So far, I have been able to recognise every book that was composed on a computer,’ Ivan Illich told his friend David Cayley. ‘It’s like reorganising a river by taking a piece of it from here and putting it somewhere else.’

The remark jumped out at me because I had heard precisely the same claim from Alan Garner. ‘The elbow is the best editor’ was his explanation.

There is a kind of naive sophistication to the commonplace idea that writing is writing, a text is a text, on the screen or on the page. Against this, I take the words of these old men as a clue to a subtle transformation that took place in recent decades, prefiguring the more noticeable arrival of the ‘electronic book’.

Illich found the word-processed text, with its ‘paragraphs that didn’t come out of an inner flow’, almost unreadable. ‘So I made a vow,’ he went on, ‘not to type into a computer anything, any sequence of sentences, which I had not first written out with a much newer invention, the felt-tipped pen.’

*

I thought of this on the afternoon in September when nine of us gathered in the upstairs room of a cafe in Liverpool for the first meeting of the Dark Mountain steering group. Of the items on the agenda, the one that raised passions was the question of whether the books we publish should also be available as eBooks. It was not simply that we disagreed with each other: we disagreed with ourselves! (I, for one, found myself arguing one way and then another.)
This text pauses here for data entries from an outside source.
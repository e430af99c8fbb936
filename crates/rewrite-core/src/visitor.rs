//! Tree visitors: the executable half of a recipe.

use crate::context::ExecutionContext;
use crate::error::VisitResult;
use crate::tree::Tree;

/// Maps one tree to another.
///
/// Implementations must not mutate anything but the execution context's
/// message sink. A visitor that has nothing to do must hand back the tree
/// it was given (same reference), which is what the defaults do.
pub trait TreeVisitor: Send + Sync {
    /// Whether this visitor should run on `tree` at all
    fn is_acceptable(&self, tree: &Tree, ctx: &ExecutionContext) -> bool {
        let _ = (tree, ctx);
        true
    }

    /// Entry point for one source tree. Defaults to a post-order [`walk`].
    fn visit(&self, tree: &Tree, ctx: &ExecutionContext) -> VisitResult<Tree> {
        walk(self, tree, ctx)
    }

    /// Called once per node by [`walk`], after the node's children were visited
    fn visit_node(&self, node: &Tree, ctx: &ExecutionContext) -> VisitResult<Tree> {
        let _ = ctx;
        Ok(node.clone())
    }
}

/// Visit every node of `tree` bottom-up.
///
/// Parents are only rebuilt when a child came back as a different object,
/// so a visitor that changes nothing returns the input reference.
pub fn walk<V: TreeVisitor + ?Sized>(visitor: &V, tree: &Tree, ctx: &ExecutionContext) -> VisitResult<Tree> {
    let children = tree
        .children()
        .iter()
        .map(|child| walk(visitor, child, ctx))
        .collect::<VisitResult<Vec<_>>>()?;
    let rebuilt = tree.with_children(children);
    visitor.visit_node(&rebuilt, ctx)
}
//! # Rewrite Core
//!
//! Multi-cycle source transformation engine:
//! - Immutable, structurally shared trees with typed marker bags
//! - Visitors and composable recipes
//! - A scheduler that runs recipes to a fixpoint, isolating failures as
//!   error markers instead of aborting the batch
//! - Before/after changesets per source
//!
//! Parsers, printers for concrete grammars and diff rendering live outside
//! this crate; they meet it at [`Tree`], [`Recipe`] and [`Changeset`].
//!
//! ```rust
//! use std::sync::Arc;
//! use rewrite_core::{ExecutionContext, Recipe, RecipeScheduler, RunState, SourceFile};
//! use rewrite_core::text::FindAndReplace;
//!
//! let recipes: Vec<Arc<dyn Recipe>> = vec![Arc::new(FindAndReplace::new("foo", "bar").unwrap())];
//! let ctx = ExecutionContext::new();
//! let run = RecipeScheduler::default()
//!     .run(&recipes, vec![SourceFile::text("a.txt", "foo")], &ctx)
//!     .unwrap();
//!
//! assert_eq!(run.state, RunState::Converged);
//! assert_eq!(run.changeset.all_results()[0].after.print(), "bar");
//! ```

#![warn(clippy::all)]

pub mod changeset;
pub mod config;
pub mod context;
pub mod error;
pub mod recipe;
pub mod scheduler;
pub mod stats;
pub mod text;
pub mod trace;
pub mod tree;
pub mod visitor;

// Re-export commonly used types
pub use changeset::{ChangeKind, Changeset, ResultSummary, SourceFile, SourceResult};
pub use config::{SchedulerConfig, StabilityCheck};
pub use context::{CapturedFailure, ErrorListener, ExecutionContext};
pub use error::{RecipeFailure, SchedulerError, TreeError, VisitResult};
pub use recipe::{CompositeRecipe, NodeRecipe, Recipe};
pub use scheduler::{RecipeRun, RecipeScheduler, RunState};
pub use stats::RecipeStats;
pub use tree::{Marker, MarkerId, MarkerKind, Markers, NodeId, NodePath, Tree};
pub use visitor::{walk, TreeVisitor};

/// Crate version
pub const VERSION: &str = env!("CARGO_PKG_VERSION");

/// Initialize tracing for rewrite core components.
///
/// Honours `RUST_LOG`; scheduler events default to `info`. Calling this more
/// than once is harmless.
pub fn init_tracing() {
    let filter = tracing_subscriber::EnvFilter::from_default_env().add_directive(
        "rewrite_core=info"
            .parse()
            .expect("static tracing directive is valid"),
    );
    let _ = tracing_subscriber::fmt().with_env_filter(filter).try_init();
}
To begin with, Dark Mountain would hardly exist without the networked technologies through which many of us found one another. From Paul and I crossing paths on the comment threads of each other’s blogs to the crowdfunding campaigns that have made our books possible, this project is a phenomenon of the networked age. While it mattered to us that the original manifesto should be presented as a physical publication, its text has always been available freely through this website.

Yet there was a particular discomfort at the idea of substituting a file on a digital device for the weight of a book in the hand, its spine upright on the shelf. A website is a new kind of thing, someone said, but an eBook is part of the attempt to virtualise the physical world. And while the irony did not go unnoticed that our books are put together – and for the most part, I suspect, written – on computers, then transposed from the virtual to the physical, still we felt the tug of this distinction. Perhaps it has to do with the edge of animism that lingers in our relationship to these companions that speak silently to our eyes. ‘People hold books in a special way – like they hold nothing else,’ notices John Berger. ‘They hold them not like inanimate things but like ones that have gone to sleep.’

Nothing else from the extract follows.